Do you have a comment or suggestion to improve SQL Server? We’d love to hear it!

SQL Server 2019 Ukrainian_100_CI_AS_SC_UTF8 with "ьЬ" simmbol ( char 252 and 220 in Ukrainian codepage)

The last two lines will not return anything. For all other letters of the Cyrillic alphabet, this is not the case.
This is an old discrepancy in the Ukrainian_100_CI_AS encoding and similar.
Perhaps in UTF8 it is worth changing the behavior as in SQL_Ukrainian_CP1251_CI_AS?

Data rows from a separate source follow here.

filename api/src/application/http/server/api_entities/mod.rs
pub mod api_error;
pub mod response;
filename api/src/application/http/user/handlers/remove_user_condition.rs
use axum::extract::{Path, State};
use nourish_core::domain::user::{ports::UserService, value_objects::RemoveUserConditionInput};
use serde::{Deserialize, Serialize};
use utoipa::ToSchema;
use uuid::Uuid;

use crate::application::http::server::{
    api_entities::{
        api_error::{ApiError, ApiErrorResponse},
        response::Response,
    },
    app_state::AppState,
};

#[derive(Debug, Serialize, Deserialize, ToSchema, PartialEq)]
pub struct MessageResponse {
    pub success: bool,
    pub message: String,
}

#[utoipa::path(
    delete,
    path = "/{user_id}/conditions/{condition_id}",
    tag = "user",
    summary = "Remove medical condition",
    params(
        ("user_id" = Uuid, Path, description = "User ID"),
        ("condition_id" = Uuid, Path, description = "Medical condition ID"),
    ),
    responses(
        (status = 200, body = MessageResponse),
        (status = 404, body = ApiErrorResponse, description = "The user does not have this condition")
    )
)]
pub async fn remove_user_condition(
    Path((user_id, condition_id)): Path<(Uuid, Uuid)>,
    State(state): State<AppState>,
) -> Result<Response<MessageResponse>, ApiError> {
    state
        .service
        .remove_medical_condition(RemoveUserConditionInput {
            user_id,
            condition_id,
        })
        .await
        .map_err(ApiError::from)?;

    Ok(Response::OK(MessageResponse {
        success: true,
        message: "Medical condition removed".to_string(),
    }))
}
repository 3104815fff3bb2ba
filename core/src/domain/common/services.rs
use std::sync::Arc;

use crate::domain::chat::entities::AssistantConfig;

/// Application service wiring every port together.
///
/// Each domain implements its service trait for this type in its own
/// `services.rs`.
pub struct Service<U, UC, MC, R, F, RL, G, L, HC> {
    pub(crate) user_repository: Arc<U>,
    pub(crate) user_condition_repository: Arc<UC>,
    pub(crate) medical_condition_repository: Arc<MC>,
    pub(crate) recipe_repository: Arc<R>,
    pub(crate) favorite_repository: Arc<F>,
    pub(crate) recommendation_log_repository: Arc<RL>,
    pub(crate) recipe_generator: Arc<G>,
    pub(crate) llm_client: Arc<L>,
    pub(crate) health_check_repository: Arc<HC>,
    pub(crate) assistant_config: AssistantConfig,
}

impl<U, UC, MC, R, F, RL, G, L, HC> Service<U, UC, MC, R, F, RL, G, L, HC> {
    #[allow(clippy::too_many_arguments)]
    pub fn new(
        user_repository: U,
        user_condition_repository: UC,
        medical_condition_repository: MC,
        recipe_repository: R,
        favorite_repository: F,
        recommendation_log_repository: RL,
        recipe_generator: G,
        llm_client: Arc<L>,
        health_check_repository: HC,
        assistant_config: AssistantConfig,
    ) -> Self {
        Self {
            user_repository: Arc::new(user_repository),
            user_condition_repository: Arc::new(user_condition_repository),
            medical_condition_repository: Arc::new(medical_condition_repository),
            recipe_repository: Arc::new(recipe_repository),
            favorite_repository: Arc::new(favorite_repository),
            recommendation_log_repository: Arc::new(recommendation_log_repository),
            recipe_generator: Arc::new(recipe_generator),
            llm_client,
            health_check_repository: Arc::new(health_check_repository),
            assistant_config,
        }
    }
}

impl<U, UC, MC, R, F, RL, G, L, HC> Clone for Service<U, UC, MC, R, F, RL, G, L, HC> {
    fn clone(&self) -> Self {
        Self {
            user_repository: self.user_repository.clone(),
            user_condition_repository: self.user_condition_repository.clone(),
            medical_condition_repository: self.medical_condition_repository.clone(),
            recipe_repository: self.recipe_repository.clone(),
            favorite_repository: self.favorite_repository.clone(),
            recommendation_log_repository: self.recommendation_log_repository.clone(),
            recipe_generator: self.recipe_generator.clone(),
            llm_client: self.llm_client.clone(),
            health_check_repository: self.health_check_repository.clone(),
            assistant_config: self.assistant_config.clone(),
        }
    }
}
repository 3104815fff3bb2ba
use sea_orm::{DbErr, SqlErr};
use tracing::error;

use crate::domain::common::entities::app_errors::CoreError;

/// Maps a write failure, reporting unique violations as `Conflict`.
pub fn map_write_error(e: DbErr, context: &str, conflict: &str) -> CoreError {
    if let Some(SqlErr::UniqueConstraintViolation(detail)) = e.sql_err() {
        tracing::warn!("{}: unique violation: {}", context, detail);
        return CoreError::Conflict(conflict.to_string());
    }

    error!("{}: {}", context, e);
    CoreError::InternalServerError
}

#[cfg(test)]
mod tests {
    use sea_orm::RuntimeErr;

    use super::*;

    #[test]
    fn test_non_unique_failures_are_internal() {
        let errors = [
            DbErr::Custom("connection reset".to_string()),
            DbErr::Exec(RuntimeErr::Internal("deadlock detected".to_string())),
            DbErr::RecordNotInserted,
        ];

        for e in errors {
            assert_eq!(
                map_write_error(e, "Failed to add condition", "already added"),
                CoreError::InternalServerError
            );
        }
    }
}
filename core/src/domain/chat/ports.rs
use std::future::Future;

use crate::domain::{
    chat::entities::CookingAssistanceInput,
    common::{context::RequestContext, entities::app_errors::CoreError},
    generation::entities::ChatMessage,
};

#[cfg_attr(test, mockall::automock)]
pub trait CookingAssistantService: Send + Sync {
    fn get_cooking_assistance(
        &self,
        ctx: RequestContext,
        input: CookingAssistanceInput,
    ) -> impl Future<Output = Result<ChatMessage, CoreError>> + Send;
}
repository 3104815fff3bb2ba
use axum::{
    Json,
    extract::{FromRequest, Request, rejection::JsonRejection},
    http::StatusCode,
    response::{IntoResponse, Response},
};
use nourish_core::domain::common::entities::app_errors::CoreError;
use serde::{Deserialize, Serialize, de::DeserializeOwned};
use thiserror::Error;
use utoipa::ToSchema;
use validator::Validate;

#[derive(Debug, Error, Clone, PartialEq, Eq)]
pub enum ApiError {
    #[error("{0}")]
    BadRequest(String),

    #[error("{0}")]
    NotFound(String),

    #[error("{0}")]
    Conflict(String),

    #[error("{0}")]
    TooManyRequests(String),

    #[error("{0}")]
    InternalServerError(String),

    #[error("{0}")]
    BadGateway(String),

    #[error("{0}")]
    ServiceUnavailable(String),
}

#[derive(Debug, Serialize, Deserialize, ToSchema, PartialEq)]
pub struct ApiErrorResponse {
    pub success: bool,
    pub error: String,
}

impl ApiError {
    pub fn status(&self) -> StatusCode {
        match self {
            ApiError::BadRequest(_) => StatusCode::BAD_REQUEST,
            ApiError::NotFound(_) => StatusCode::NOT_FOUND,
            ApiError::Conflict(_) => StatusCode::CONFLICT,
            ApiError::TooManyRequests(_) => StatusCode::TOO_MANY_REQUESTS,
            ApiError::InternalServerError(_) => StatusCode::INTERNAL_SERVER_ERROR,
            ApiError::BadGateway(_) => StatusCode::BAD_GATEWAY,
            ApiError::ServiceUnavailable(_) => StatusCode::SERVICE_UNAVAILABLE,
        }
    }
}

impl From<CoreError> for ApiError {
    fn from(error: CoreError) -> Self {
        match error {
            CoreError::Validation(message) => ApiError::BadRequest(message),
            CoreError::NotFound(message) => ApiError::NotFound(message),
            CoreError::Conflict(message) => ApiError::Conflict(message),
            CoreError::NoConditions => ApiError::BadRequest(error.to_string()),
            CoreError::GenerationFailure(_) => ApiError::InternalServerError(
                "Failed to generate recommendations".to_string(),
            ),
            CoreError::RateLimited(_) => ApiError::TooManyRequests(
                "Upstream model is rate limited, please retry later".to_string(),
            ),
            CoreError::ExternalServiceError(_) => {
                ApiError::BadGateway("Failed to get a response from the assistant".to_string())
            }
            CoreError::InternalServerError => {
                ApiError::InternalServerError("Internal server error".to_string())
            }
        }
    }
}

impl IntoResponse for ApiError {
    fn into_response(self) -> Response {
        let status = self.status();
        let body = ApiErrorResponse {
            success: false,
            error: self.to_string(),
        };

        (status, Json(body)).into_response()
    }
}

/// JSON body extractor that runs `validator` rules before the handler sees
/// the payload. Both malformed JSON and failed rules are a `400`.
#[derive(Debug, Clone, Copy, Default)]
pub struct ValidateJson<T>(pub T);

impl<T, S> FromRequest<S> for ValidateJson<T>
where
    T: DeserializeOwned + Validate,
    S: Send + Sync,
    Json<T>: FromRequest<S, Rejection = JsonRejection>,
{
    type Rejection = ApiError;

    async fn from_request(req: Request, state: &S) -> Result<Self, Self::Rejection> {
        let Json(value) = Json::<T>::from_request(req, state)
            .await
            .map_err(|e| ApiError::BadRequest(e.body_text()))?;

        value.validate().map_err(|e| {
            let message = e
                .field_errors()
                .values()
                .flat_map(|errors| errors.iter())
                .filter_map(|error| error.message.as_ref().map(|m| m.to_string()))
                .collect::<Vec<_>>()
                .join(", ");

            ApiError::BadRequest(if message.is_empty() {
                e.to_string()
            } else {
                message
            })
        })?;

        Ok(ValidateJson(value))
    }
}

#[cfg(test)]
mod tests {
    use super::*;

    #[test]
    fn test_core_errors_map_to_status_codes() {
        let cases = [
            (CoreError::Validation("bad".into()), StatusCode::BAD_REQUEST),
            (CoreError::NotFound("gone".into()), StatusCode::NOT_FOUND),
            (CoreError::Conflict("dup".into()), StatusCode::CONFLICT),
            (CoreError::NoConditions, StatusCode::BAD_REQUEST),
            (
                CoreError::GenerationFailure("all models failed".into()),
                StatusCode::INTERNAL_SERVER_ERROR,
            ),
            (
                CoreError::RateLimited("429".into()),
                StatusCode::TOO_MANY_REQUESTS,
            ),
            (
                CoreError::ExternalServiceError("timeout".into()),
                StatusCode::BAD_GATEWAY,
            ),
            (
                CoreError::InternalServerError,
                StatusCode::INTERNAL_SERVER_ERROR,
            ),
        ];

        for (core, status) in cases {
            assert_eq!(ApiError::from(core).status(), status);
        }
    }

    #[test]
    fn test_no_conditions_keeps_its_message() {
        let err = ApiError::from(CoreError::NoConditions);

        assert!(err.to_string().contains("no medical conditions"));
    }

    #[test]
    fn test_response_body_shape() {
        let response = ApiError::NotFound("Recipe not found".to_string()).into_response();
        assert_eq!(response.status(), StatusCode::NOT_FOUND);

        let body = serde_json::to_value(ApiErrorResponse {
            success: false,
            error: "Recipe not found".to_string(),
        })
        .unwrap();
        assert_eq!(
            body,
            serde_json::json!({"success": false, "error": "Recipe not found"})
        );
    }
}
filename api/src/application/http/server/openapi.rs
use crate::application::http::{
    chat::router::ChatApiDoc, favorite::router::FavoriteApiDoc, health::router::HealthApiDoc,
    medical_condition::router::MedicalConditionApiDoc, recipe::router::RecipeApiDoc,
    recommendation::router::RecommendationApiDoc, user::router::UserApiDoc,
};
use utoipa::OpenApi;

#[derive(OpenApi)]
#[openapi(
    info(
        title = "Nourish API",
        description = "Condition-aware recipe recommendations"
    ),
    nest(
        (path = "/recommendations", api = RecommendationApiDoc),
        (path = "/recipes", api = RecipeApiDoc),
        (path = "/favorites", api = FavoriteApiDoc),
        (path = "/users", api = UserApiDoc),
        (path = "/medical-conditions", api = MedicalConditionApiDoc),
        (path = "/chat", api = ChatApiDoc),
        (path = "/health", api = HealthApiDoc),
    )
)]
pub struct ApiDoc;
use axum::extract::State;
use nourish_core::domain::medical_condition::{
    entities::MedicalCondition, ports::MedicalConditionService,
};
use serde::{Deserialize, Serialize};
use utoipa::ToSchema;

use crate::application::http::server::{
    api_entities::{api_error::ApiError, response::Response},
    app_state::AppState,
};

#[derive(Debug, Serialize, Deserialize, ToSchema, PartialEq)]
pub struct MedicalConditionsResponse {
    pub success: bool,
    pub conditions: Vec<MedicalCondition>,
    pub count: usize,
}

#[utoipa::path(
    get,
    path = "",
    tag = "medical-condition",
    summary = "List medical conditions",
    description = "The full condition catalog ordered by name.",
    responses(
        (status = 200, body = MedicalConditionsResponse)
    )
)]
pub async fn get_medical_conditions(
    State(state): State<AppState>,
) -> Result<Response<MedicalConditionsResponse>, ApiError> {
    let conditions = state
        .service
        .get_medical_conditions()
        .await
        .map_err(ApiError::from)?;

    Ok(Response::OK(MedicalConditionsResponse {
        success: true,
        count: conditions.len(),
        conditions,
    }))
}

select serverproperty('Collation')
exec sp_helpsort

create table #x (
a varchar(10) collate SQL_Ukrainian_CP1251_CI_AS
, b varchar(10) collate Ukrainian_100_CI_AS_SC_UTF8
, c varchar(10) collate Ukrainian_100_CI_AS
)

declare @x varchar(2) = char(252) + char(252) --ьь
declare @y varchar(2) = char(252) + char(220) --ьЬ

select @x, @y

insert into #x select 'ьЬ', 'ьЬ', 'ьЬ'
select * from #x where a like '%ьь%'
select * from #x where b like '%ьь%'
select * from #x where c like '%ьь%'

drop table #x

------ RESULT:

--------------------
SQL_Ukrainian_CP1251_CI_AS

(1 row affected)

Server default collation

--------------------

Ukrainian, case-insensitive, accent-sensitive, kanatype-insensitive, width-insensitive for Unicode Data, SQL Server Sort Order 108 on Code Page 1251 for non-Unicode Data

---- ----
ьь ьЬ

(1 row affected)

(1 row affected)

a b c
---------- ---------- ----------
ьЬ ьЬ ьЬ

(1 row affected)

a b c
---------- ---------- ----------

(0 rows affected)

a b c
---------- ---------- ----------

(0 rows affected)

7 votes
Sign in
(thinking…)
Sign in with: Microsoft
Signed in as (Sign out)

We’ll send you updates on this idea

pkjqybr shared this idea  ·   ·  Flag idea as inappropriate…  ·  Admin →

1 comment

Sign in
(thinking…)
Sign in with: Microsoft
Signed in as (Sign out)
Submitting...
  • Solomon Rutzky commented  ·   ·  Flag as inappropriate

    This issue has nothing to do with UTF-8. It is a general Windows Collation issue. Initially these two characters did equate when compared as case-insensitive. But then at some point, they were deliberately specified as being separate characters that could not equate even if using both case-insensitive and accent-insensitive. The Windows Server 2008 sort weights (if nothing else, at least very close to the definitions used for the version 100 Collations) define the two characters as initially being the same except for the difference in case:

    -----------------------------------------------
    DEFAULT 58093 ; Characters in this table are sorted by: SM, AW, DW, CW, Codepoint #
    ;CP SCRIPT ALPHA DIACRITIC CASING COMMENT
    ...
    0x044c 16 150 2 2 ;Cyrillic Small Soft Sign
    0x042c 16 150 2 18 ;Cyrillic Capital Soft Sign
    ...
    -----------------------------------------------

    The first value is the Code Point (CP). The "16" is the script, the "150" is the character within the script (i.e. the ALPHAbetic weight), the "2" after the "150" is the diacritic weight, and the "2" or "18" is the case weight. As we can see in the chart above, the two characters only differ in the "case weight" column (i.e. 2 vs 18). BUT, that is just the default sort weight. Culture/Locale-specific modifications are made depending on what culture / locale is being used. Looking at the "Ukrainian"-specific modifications, they are:

    -----------------------------------------------------------
    LCID 0x00000422 2 ;Ukranian (Cyrillic Script)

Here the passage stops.